S17 - Session O2 - Determination of tomato fruit life stages from long-term extracellular electrophysiology recordings

Tuesday, August 16, 2022 10:30 AM to 10:45 AM · 15 min. (Europe/Paris)
Angers University
S17 International symposium on integrative approaches to product quality in fruits and vegetables


Authors: Thomas Caloz, Quentin Bernard, Daniel Tran, Cédric Camps, Alja van der Schuren *, Moritz Graeff, Nigel Wallbridge, Carrol Plummer, Andrzej Kurenda

Proper fruit development is an important issue in horticultural production as it determines fruit yield and depends on many factors including cultivars and climate management. For tomatoes, even under controlled conditions, variations between fruit and trusses can be considerable. Currently, the monitoring of tomato fruit development is based on regular size and color measurements. While this aligns well with commercial demands, it is difficult to apply these methods automatically to achieve real-time fruit development monitoring.

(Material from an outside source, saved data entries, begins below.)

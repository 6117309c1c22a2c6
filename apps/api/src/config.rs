use anyhow::{Context, Result};

const DEFAULT_PORT: u16 = 5000;

/// Application configuration loaded from environment variables.
/// Every variable has a default; only a malformed `PORT` is fatal.
#[derive(Debug, Clone)]
pub struct Config {
    pub host: String,
    pub port: u16,
    pub rust_log: String,
}

impl Config {
    pub fn from_env() -> Result<Self> {
        dotenvy::dotenv().ok(); // load .env if present; ignore if missing

        Self::from_lookup(|key| std::env::var(key).ok())
    }

    fn from_lookup(lookup: impl Fn(&str) -> Option<String>) -> Result<Self> {
        let port = match lookup("PORT") {
            Some(raw) => raw
                .parse::<u16>()
                .with_context(|| format!("PORT must be a valid port number, got '{raw}'"))?,
            None => DEFAULT_PORT,
        };

        Ok(Config {
            host: lookup("HOST").unwrap_or_else(|| "0.0.0.0".to_string()),
            port,
            rust_log: lookup("RUST_LOG").unwrap_or_else(|| "info".to_string()),
        })
    }

    pub fn bind_addr(&self) -> String {
        format!("{}:{}", self.host, self.port)
    }
}

#[cfg(test)]
mod tests {
    use super::*;
    use std::collections::HashMap;

    fn config_with(vars: &[(&str, &str)]) -> Result<Config> {
        let vars: HashMap<String, String> = vars
            .iter()
            .map(|(k, v)| (k.to_string(), v.to_string()))
            .collect();
        Config::from_lookup(|key| vars.get(key).cloned())
    }

    #[test]
    fn test_defaults() {
        let config = config_with(&[]).unwrap();
        assert_eq!(config.port, 5000);
        assert_eq!(config.rust_log, "info");
        assert_eq!(config.bind_addr(), "0.0.0.0:5000");
    }

    #[test]
    fn test_port_override() {
        let config = config_with(&[("PORT", "8081"), ("HOST", "127.0.0.1")]).unwrap();
        assert_eq!(config.bind_addr(), "127.0.0.1:8081");
    }

    #[test]
    fn test_invalid_port_is_error() {
        let err = config_with(&[("PORT", "eighty")]).unwrap_err();
        assert!(err.to_string().contains("PORT"));
    }
}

To verify if plant electrophysiology can be applied for this purpose, we performed extracellular electrophysiology measurements from the peduncle of cherry tomato trusses, covering the full life span of fruits (from early fruit set until harvest). Additionally, development of the fruits was monitored by regular fruit diameter measurements, and visual and photographic documentation. Fruit development was divided into three groups based on fruit size and color: (I) fruit division stage - fruit size < 5 mm, (II) fruit expansion stage - fruit size > 5 mm, before changing color, (III) fruit ripening stage - after changing color. Electrophysiology data sets from these different fruit life stages were subjected to comparative analyses to detect periods when signal features displayed statistically significant differences. We found that normalized daytime electrical potential values can be used to efficiently differentiate fruit division stage (I) from fruit expansion stage (II), but not expansion stage (II) from ripening stage (III). Further analyses can be performed to verify whether other features of electrical signals can be useful in the differentiation of expansion (II) and ripening (III) stages. These results demonstrate that fruit electrophysiology can be applied to monitor initial tomato life stages and that further research and development of feature analyses may enable more precise fruit life stage determination. This can be used in commercial greenhouses for fruit rate development and yield management.